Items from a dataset
---+---

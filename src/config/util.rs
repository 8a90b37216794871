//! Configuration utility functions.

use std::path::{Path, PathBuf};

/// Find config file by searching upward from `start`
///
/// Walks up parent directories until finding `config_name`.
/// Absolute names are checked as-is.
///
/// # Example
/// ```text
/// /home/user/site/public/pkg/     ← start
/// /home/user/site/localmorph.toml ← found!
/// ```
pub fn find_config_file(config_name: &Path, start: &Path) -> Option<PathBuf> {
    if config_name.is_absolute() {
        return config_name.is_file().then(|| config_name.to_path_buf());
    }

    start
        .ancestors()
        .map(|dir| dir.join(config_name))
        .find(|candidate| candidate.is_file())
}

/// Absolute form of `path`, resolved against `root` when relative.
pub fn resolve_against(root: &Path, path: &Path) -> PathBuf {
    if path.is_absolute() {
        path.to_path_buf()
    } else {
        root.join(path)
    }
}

---+---

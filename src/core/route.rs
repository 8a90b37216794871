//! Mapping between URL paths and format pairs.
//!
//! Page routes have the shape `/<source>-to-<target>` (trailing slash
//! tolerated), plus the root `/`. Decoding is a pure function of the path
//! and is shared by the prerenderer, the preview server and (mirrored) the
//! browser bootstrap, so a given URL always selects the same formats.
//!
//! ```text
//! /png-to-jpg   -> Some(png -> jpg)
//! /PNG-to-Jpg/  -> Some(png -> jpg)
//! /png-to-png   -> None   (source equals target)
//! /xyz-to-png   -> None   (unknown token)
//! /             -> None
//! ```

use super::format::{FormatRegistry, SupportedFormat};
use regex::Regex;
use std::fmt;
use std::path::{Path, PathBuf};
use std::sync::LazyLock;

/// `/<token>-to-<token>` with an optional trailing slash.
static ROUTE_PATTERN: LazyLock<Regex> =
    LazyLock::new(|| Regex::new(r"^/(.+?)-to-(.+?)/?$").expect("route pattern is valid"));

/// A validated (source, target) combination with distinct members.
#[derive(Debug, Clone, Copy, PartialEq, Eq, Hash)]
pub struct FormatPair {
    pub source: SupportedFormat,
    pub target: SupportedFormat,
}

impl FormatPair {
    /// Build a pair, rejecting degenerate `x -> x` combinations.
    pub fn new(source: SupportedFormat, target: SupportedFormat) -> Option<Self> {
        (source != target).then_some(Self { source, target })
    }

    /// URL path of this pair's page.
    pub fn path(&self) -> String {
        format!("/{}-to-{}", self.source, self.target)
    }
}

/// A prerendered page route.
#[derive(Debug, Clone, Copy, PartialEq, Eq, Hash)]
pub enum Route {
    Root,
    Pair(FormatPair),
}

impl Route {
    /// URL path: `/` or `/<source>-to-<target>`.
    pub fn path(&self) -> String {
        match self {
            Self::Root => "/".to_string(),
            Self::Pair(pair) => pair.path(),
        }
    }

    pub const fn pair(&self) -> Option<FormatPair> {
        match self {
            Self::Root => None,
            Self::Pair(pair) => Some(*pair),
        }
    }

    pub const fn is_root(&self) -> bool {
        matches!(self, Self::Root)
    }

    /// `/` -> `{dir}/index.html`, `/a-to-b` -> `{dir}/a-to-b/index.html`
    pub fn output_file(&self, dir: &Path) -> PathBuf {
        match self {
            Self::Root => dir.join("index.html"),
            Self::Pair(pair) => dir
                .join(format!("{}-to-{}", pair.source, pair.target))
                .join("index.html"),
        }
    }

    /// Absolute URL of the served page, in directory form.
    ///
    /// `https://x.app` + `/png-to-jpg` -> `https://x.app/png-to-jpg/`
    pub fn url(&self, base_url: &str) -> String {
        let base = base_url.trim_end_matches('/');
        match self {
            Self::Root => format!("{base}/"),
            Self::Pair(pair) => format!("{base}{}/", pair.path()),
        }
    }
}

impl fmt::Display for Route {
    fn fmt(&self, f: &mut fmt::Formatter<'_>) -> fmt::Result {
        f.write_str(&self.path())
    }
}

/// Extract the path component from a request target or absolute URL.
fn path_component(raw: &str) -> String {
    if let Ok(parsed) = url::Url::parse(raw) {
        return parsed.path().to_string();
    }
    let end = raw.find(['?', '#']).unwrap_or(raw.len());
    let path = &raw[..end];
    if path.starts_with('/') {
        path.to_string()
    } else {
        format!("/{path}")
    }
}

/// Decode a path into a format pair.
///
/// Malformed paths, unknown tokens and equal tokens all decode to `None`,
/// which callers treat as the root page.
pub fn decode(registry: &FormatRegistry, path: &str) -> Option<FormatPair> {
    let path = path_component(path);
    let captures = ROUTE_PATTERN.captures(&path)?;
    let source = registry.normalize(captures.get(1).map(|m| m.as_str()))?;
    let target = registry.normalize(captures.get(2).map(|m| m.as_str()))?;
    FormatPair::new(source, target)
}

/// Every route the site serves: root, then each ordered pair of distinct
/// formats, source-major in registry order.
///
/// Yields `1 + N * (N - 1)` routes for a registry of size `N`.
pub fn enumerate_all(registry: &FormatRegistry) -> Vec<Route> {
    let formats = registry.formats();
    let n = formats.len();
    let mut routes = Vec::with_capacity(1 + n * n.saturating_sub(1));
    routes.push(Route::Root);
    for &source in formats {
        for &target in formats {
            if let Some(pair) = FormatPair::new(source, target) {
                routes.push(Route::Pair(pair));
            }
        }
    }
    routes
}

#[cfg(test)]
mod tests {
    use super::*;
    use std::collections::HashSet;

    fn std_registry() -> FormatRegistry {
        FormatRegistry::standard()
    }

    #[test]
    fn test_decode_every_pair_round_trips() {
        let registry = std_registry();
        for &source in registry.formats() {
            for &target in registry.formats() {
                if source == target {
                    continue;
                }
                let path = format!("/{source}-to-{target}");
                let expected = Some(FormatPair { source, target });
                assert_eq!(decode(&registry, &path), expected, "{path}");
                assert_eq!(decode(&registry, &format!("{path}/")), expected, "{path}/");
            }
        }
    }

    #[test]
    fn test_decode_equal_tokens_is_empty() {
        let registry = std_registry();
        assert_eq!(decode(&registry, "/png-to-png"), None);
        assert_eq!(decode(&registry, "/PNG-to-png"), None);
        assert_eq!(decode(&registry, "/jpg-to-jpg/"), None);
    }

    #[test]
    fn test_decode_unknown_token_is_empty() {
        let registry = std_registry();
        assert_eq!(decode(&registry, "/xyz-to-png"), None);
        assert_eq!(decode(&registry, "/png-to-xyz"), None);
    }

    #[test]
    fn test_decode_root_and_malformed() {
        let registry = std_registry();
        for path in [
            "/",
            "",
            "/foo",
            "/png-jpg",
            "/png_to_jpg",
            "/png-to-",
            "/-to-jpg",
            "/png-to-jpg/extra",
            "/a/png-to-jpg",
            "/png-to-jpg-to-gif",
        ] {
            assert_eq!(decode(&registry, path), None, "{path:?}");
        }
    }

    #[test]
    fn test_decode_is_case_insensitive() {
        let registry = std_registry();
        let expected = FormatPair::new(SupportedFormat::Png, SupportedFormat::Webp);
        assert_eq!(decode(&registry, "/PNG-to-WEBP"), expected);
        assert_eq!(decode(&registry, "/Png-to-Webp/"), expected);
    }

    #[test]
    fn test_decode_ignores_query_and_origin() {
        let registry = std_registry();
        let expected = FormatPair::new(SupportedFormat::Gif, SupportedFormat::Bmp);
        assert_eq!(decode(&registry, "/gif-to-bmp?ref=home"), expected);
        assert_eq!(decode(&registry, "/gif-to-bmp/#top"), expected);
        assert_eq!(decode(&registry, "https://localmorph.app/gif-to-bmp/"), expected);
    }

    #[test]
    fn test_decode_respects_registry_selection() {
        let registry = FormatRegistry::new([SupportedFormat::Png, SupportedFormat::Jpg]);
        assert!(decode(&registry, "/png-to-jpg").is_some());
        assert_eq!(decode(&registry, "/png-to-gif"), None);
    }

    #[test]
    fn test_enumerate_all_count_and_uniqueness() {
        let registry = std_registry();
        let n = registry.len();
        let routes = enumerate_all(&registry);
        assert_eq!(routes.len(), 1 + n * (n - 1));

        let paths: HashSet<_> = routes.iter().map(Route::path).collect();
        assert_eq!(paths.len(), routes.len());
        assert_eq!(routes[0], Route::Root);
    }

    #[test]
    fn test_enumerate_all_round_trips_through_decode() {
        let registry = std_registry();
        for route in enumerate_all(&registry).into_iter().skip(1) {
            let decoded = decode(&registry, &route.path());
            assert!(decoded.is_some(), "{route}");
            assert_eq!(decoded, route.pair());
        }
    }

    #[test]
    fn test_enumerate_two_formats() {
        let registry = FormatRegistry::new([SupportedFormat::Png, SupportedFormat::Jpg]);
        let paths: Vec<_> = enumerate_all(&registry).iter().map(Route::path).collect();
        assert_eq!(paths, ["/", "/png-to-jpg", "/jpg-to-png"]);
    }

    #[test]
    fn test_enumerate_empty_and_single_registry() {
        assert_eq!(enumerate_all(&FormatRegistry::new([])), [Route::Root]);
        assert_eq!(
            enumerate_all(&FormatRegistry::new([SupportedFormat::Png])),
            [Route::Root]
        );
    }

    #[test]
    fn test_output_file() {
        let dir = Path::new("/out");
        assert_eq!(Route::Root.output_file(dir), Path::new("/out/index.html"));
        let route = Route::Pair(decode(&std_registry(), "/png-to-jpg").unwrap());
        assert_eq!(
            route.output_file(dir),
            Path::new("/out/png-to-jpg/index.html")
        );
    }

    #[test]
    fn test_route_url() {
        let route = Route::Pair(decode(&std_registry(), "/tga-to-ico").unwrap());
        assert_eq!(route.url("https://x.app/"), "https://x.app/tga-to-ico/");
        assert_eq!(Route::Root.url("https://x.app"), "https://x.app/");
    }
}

---+---

**What to do:**
The word to find is "FormatRegistry". Copy every line of the records that holds it.

**Task output:**
use super::format::{FormatRegistry, SupportedFormat};
pub fn decode(registry: &FormatRegistry, path: &str) -> Option<FormatPair> {
pub fn enumerate_all(registry: &FormatRegistry) -> Vec<Route> {
    fn std_registry() -> FormatRegistry {
        FormatRegistry::standard()
        let registry = FormatRegistry::new([SupportedFormat::Png, SupportedFormat::Jpg]);
        let registry = FormatRegistry::new([SupportedFormat::Png, SupportedFormat::Jpg]);
        assert_eq!(enumerate_all(&FormatRegistry::new([])), [Route::Root]);
            enumerate_all(&FormatRegistry::new([SupportedFormat::Png])),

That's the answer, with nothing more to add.